##### Listed records #####
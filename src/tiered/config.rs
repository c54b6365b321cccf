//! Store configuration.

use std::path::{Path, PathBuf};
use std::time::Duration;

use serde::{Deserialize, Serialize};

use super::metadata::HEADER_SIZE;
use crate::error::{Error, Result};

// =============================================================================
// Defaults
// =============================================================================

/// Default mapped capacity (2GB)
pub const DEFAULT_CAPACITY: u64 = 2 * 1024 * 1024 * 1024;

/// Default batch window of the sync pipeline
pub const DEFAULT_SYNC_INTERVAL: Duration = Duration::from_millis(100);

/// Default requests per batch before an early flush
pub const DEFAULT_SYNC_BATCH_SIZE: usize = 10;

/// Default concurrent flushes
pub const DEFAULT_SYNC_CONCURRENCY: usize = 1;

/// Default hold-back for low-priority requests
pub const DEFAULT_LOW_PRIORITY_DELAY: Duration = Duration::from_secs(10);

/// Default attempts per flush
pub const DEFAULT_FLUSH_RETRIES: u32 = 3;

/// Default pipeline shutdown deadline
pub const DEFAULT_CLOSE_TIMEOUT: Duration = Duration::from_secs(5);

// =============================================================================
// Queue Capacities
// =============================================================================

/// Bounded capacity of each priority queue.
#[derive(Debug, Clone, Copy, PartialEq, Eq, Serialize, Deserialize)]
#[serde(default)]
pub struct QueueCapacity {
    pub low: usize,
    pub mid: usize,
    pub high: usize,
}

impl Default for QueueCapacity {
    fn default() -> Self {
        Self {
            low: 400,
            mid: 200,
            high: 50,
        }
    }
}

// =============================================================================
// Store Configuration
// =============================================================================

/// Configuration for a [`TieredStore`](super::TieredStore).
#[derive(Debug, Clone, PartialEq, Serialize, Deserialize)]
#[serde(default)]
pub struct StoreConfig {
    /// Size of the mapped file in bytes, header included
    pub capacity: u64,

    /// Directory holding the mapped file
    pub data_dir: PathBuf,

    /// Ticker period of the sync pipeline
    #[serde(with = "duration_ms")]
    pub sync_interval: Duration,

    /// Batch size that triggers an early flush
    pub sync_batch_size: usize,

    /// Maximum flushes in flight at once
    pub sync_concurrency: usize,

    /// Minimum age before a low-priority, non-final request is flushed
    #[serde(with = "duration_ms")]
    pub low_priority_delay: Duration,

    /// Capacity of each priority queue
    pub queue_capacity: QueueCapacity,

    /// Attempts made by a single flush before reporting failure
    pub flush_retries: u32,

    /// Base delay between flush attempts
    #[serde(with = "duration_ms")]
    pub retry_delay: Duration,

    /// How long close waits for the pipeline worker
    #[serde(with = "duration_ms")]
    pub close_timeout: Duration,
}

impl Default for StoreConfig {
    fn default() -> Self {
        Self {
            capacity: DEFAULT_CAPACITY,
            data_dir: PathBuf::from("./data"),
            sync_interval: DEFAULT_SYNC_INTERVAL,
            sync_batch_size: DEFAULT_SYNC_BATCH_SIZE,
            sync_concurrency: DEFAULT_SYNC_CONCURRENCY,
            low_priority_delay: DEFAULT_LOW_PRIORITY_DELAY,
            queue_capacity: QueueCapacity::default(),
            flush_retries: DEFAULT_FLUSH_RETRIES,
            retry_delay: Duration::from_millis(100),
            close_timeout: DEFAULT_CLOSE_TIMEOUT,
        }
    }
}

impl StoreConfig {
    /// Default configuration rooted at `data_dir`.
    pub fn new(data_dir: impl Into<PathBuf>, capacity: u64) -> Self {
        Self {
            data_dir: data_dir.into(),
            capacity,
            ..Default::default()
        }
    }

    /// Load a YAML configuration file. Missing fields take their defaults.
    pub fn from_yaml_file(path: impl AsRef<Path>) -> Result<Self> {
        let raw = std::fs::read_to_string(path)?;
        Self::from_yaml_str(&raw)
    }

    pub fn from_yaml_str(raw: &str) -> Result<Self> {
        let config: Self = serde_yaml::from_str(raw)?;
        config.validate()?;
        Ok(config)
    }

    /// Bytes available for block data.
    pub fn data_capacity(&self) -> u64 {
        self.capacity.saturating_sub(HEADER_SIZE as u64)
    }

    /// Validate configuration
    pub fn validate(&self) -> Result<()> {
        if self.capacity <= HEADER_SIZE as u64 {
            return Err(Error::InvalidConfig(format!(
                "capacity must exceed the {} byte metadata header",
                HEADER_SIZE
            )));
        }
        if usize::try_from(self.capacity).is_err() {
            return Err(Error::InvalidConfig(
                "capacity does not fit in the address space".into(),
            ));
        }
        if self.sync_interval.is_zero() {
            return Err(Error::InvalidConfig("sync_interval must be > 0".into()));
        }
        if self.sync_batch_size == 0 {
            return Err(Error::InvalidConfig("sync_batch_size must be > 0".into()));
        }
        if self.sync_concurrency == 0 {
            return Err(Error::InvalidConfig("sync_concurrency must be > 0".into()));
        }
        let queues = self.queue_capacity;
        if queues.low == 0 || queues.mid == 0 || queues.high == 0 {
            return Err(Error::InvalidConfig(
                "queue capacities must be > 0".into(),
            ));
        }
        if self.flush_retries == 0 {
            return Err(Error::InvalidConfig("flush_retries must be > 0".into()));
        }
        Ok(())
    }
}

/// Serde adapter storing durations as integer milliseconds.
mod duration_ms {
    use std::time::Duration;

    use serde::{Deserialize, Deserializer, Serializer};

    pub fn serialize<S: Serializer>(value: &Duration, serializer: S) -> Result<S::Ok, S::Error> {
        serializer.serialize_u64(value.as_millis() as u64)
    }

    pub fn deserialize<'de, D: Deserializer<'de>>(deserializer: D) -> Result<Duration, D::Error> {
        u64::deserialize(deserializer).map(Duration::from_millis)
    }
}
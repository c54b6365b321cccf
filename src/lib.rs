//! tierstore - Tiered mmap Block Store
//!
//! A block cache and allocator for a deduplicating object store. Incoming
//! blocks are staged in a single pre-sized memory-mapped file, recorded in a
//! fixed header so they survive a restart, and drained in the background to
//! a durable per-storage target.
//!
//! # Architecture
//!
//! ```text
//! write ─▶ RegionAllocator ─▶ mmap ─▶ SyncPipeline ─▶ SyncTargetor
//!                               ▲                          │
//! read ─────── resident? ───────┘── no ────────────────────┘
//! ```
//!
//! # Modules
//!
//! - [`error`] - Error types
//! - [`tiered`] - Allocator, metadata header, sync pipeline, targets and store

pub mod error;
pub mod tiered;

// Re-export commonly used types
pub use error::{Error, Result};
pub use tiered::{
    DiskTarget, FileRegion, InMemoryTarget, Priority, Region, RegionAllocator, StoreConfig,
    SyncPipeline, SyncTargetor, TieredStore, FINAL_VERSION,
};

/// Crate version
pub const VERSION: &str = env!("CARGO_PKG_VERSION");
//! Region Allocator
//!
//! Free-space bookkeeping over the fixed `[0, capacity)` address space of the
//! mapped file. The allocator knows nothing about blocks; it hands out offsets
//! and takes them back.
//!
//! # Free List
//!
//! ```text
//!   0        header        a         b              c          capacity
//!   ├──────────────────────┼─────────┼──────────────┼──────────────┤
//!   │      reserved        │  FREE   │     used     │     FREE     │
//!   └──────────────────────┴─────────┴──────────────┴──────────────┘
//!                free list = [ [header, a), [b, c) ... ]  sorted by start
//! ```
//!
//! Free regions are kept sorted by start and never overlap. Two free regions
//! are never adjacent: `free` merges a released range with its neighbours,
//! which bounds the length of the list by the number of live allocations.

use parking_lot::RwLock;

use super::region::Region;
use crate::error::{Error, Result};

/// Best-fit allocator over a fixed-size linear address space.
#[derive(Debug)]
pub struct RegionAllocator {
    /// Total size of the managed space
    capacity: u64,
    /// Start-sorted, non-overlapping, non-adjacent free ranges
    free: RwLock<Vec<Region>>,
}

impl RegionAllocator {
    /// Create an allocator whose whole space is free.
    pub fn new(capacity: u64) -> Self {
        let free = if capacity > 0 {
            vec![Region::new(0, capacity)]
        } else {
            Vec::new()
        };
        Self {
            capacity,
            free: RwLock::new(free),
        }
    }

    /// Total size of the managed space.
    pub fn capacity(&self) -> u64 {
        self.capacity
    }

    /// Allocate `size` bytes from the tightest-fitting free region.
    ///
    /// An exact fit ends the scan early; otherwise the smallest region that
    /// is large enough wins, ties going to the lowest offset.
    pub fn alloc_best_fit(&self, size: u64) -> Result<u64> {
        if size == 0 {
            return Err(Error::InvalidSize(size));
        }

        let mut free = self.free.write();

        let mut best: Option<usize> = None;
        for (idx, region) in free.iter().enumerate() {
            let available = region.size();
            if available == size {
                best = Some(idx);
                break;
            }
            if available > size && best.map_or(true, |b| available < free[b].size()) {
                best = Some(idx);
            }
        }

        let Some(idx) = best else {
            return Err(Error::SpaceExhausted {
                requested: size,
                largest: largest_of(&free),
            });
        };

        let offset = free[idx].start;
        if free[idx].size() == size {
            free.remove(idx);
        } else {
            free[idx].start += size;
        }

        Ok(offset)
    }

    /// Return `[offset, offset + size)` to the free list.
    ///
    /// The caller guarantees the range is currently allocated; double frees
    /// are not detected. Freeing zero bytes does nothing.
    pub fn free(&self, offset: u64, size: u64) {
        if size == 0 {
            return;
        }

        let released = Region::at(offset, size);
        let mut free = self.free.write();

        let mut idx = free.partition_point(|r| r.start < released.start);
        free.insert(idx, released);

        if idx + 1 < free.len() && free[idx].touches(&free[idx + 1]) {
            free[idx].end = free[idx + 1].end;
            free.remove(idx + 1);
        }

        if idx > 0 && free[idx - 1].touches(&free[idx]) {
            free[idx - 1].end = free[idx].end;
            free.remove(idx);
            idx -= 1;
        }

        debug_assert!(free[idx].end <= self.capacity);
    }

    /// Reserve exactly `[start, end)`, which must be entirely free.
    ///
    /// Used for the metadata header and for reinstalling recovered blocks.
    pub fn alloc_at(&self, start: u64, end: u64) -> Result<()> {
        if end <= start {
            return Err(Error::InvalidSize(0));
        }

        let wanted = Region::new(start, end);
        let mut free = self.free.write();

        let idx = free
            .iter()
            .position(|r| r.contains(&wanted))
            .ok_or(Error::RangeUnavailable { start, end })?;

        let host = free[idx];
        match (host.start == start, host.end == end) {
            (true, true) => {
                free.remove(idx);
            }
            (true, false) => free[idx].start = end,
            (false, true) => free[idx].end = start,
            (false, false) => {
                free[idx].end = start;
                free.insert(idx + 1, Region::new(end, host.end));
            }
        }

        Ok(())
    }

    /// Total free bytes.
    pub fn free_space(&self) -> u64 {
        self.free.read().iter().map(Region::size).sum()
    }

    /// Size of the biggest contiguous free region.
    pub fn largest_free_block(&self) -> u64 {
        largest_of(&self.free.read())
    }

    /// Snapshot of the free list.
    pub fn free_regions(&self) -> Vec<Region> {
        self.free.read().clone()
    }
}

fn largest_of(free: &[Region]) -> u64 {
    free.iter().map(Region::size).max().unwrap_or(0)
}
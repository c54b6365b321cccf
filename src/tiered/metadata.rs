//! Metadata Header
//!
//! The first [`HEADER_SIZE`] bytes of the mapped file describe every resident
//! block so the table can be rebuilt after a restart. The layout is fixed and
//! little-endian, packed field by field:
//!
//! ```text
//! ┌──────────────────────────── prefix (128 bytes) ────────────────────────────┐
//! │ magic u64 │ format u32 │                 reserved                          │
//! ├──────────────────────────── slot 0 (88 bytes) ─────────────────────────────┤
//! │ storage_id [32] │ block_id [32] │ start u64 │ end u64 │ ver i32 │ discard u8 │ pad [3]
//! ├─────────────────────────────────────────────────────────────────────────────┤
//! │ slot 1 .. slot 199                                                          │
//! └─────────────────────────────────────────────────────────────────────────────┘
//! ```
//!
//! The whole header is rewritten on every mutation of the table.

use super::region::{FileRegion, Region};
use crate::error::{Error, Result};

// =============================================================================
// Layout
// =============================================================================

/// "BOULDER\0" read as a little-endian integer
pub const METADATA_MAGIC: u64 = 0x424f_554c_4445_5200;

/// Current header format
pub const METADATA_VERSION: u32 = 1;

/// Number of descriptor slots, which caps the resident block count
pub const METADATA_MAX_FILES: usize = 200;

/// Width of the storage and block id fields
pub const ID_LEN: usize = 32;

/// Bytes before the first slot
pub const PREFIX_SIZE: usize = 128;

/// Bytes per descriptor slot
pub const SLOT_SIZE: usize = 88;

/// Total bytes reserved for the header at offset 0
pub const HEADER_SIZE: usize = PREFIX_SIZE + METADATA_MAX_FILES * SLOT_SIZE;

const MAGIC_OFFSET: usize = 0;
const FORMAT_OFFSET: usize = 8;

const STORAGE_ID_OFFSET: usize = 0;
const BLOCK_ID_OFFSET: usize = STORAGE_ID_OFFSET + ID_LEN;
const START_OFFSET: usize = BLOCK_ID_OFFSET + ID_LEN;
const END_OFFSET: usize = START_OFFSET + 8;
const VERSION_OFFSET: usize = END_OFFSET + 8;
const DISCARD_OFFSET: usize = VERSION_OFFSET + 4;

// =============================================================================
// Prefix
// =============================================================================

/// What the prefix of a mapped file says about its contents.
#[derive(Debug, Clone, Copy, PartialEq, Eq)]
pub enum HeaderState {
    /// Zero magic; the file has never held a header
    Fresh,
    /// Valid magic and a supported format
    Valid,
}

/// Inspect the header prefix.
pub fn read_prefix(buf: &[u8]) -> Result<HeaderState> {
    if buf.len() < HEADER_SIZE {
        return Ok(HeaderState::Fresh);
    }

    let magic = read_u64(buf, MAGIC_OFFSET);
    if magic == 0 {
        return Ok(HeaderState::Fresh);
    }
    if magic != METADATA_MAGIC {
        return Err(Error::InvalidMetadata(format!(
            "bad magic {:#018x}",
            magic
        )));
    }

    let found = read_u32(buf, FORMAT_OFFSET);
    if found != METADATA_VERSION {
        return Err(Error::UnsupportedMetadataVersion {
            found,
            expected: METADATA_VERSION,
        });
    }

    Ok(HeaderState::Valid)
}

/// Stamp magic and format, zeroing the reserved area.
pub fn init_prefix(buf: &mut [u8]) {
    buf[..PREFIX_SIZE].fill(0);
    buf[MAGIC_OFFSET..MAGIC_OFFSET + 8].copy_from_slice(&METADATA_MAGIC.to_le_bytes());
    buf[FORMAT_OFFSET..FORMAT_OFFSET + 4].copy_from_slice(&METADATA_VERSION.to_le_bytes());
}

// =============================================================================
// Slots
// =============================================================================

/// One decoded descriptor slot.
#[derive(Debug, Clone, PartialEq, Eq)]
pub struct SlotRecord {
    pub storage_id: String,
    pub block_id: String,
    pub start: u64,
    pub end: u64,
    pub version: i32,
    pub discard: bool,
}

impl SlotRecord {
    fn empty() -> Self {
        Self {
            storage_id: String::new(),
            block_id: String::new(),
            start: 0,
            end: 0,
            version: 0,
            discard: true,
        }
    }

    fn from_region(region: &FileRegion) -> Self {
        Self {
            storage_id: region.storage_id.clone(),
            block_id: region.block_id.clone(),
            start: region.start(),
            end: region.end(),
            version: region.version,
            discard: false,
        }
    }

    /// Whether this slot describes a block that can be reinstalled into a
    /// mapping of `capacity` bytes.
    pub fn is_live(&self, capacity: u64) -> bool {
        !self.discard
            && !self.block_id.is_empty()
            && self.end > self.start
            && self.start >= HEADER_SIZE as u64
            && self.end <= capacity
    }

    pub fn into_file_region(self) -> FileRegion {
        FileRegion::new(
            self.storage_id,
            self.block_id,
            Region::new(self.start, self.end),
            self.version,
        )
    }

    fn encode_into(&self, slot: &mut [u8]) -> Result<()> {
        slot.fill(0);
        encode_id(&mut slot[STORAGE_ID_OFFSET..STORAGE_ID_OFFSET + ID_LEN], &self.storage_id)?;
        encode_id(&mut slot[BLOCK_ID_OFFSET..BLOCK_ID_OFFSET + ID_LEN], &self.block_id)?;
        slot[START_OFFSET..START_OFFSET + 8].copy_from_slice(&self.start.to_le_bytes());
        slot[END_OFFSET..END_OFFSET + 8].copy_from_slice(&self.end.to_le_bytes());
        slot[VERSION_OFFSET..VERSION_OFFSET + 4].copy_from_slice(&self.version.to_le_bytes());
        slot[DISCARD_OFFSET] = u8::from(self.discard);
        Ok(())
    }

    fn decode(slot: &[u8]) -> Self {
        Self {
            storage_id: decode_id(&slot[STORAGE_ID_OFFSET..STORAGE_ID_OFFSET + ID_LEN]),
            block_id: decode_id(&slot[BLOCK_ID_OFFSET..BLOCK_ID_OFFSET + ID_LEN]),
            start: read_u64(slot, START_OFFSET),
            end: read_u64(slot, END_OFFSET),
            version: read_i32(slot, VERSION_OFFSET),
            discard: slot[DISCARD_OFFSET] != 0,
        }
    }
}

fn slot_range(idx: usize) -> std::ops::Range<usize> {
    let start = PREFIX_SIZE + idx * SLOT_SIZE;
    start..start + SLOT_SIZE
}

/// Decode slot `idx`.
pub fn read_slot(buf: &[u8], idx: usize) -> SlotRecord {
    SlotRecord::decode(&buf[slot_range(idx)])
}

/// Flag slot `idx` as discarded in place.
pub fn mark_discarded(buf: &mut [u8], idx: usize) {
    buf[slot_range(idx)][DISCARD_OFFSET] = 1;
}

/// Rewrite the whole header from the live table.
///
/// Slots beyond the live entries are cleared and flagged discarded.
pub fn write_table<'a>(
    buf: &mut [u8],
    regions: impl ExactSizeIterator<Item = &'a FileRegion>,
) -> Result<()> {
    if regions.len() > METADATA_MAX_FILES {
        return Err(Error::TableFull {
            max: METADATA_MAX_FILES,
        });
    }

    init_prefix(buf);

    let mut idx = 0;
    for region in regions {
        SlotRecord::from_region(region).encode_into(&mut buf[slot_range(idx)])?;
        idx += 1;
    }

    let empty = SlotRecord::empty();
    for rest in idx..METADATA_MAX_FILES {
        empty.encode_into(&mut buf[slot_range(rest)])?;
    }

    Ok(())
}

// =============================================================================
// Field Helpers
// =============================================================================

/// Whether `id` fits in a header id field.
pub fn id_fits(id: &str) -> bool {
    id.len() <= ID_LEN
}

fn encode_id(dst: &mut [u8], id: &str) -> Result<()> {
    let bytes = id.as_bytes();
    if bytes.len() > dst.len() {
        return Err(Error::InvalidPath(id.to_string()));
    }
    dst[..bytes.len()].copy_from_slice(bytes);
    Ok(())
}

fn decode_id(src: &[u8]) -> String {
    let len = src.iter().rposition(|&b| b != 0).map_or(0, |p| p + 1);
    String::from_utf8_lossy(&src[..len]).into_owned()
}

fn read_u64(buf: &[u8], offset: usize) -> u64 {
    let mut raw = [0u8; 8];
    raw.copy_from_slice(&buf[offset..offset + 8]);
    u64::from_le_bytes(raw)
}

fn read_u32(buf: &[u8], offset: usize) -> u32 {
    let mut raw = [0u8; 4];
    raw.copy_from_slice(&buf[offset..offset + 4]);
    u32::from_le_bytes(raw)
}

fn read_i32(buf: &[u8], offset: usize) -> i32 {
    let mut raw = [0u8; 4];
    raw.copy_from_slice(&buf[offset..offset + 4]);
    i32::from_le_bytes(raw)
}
#####
[Problem statement] Retype exactly, and only, the lines above from the one where "regions: impl ExactSizeIterator<Item" occurs up to and including the one where "for rest in" occurs.

[Worked solution]
    regions: impl ExactSizeIterator<Item = &'a FileRegion>,
) -> Result<()> {
    if regions.len() > METADATA_MAX_FILES {
        return Err(Error::TableFull {
            max: METADATA_MAX_FILES,
        });
    }

    init_prefix(buf);

    let mut idx = 0;
    for region in regions {
        SlotRecord::from_region(region).encode_into(&mut buf[slot_range(idx)])?;
        idx += 1;
    }

    let empty = SlotRecord::empty();
    for rest in idx..METADATA_MAX_FILES {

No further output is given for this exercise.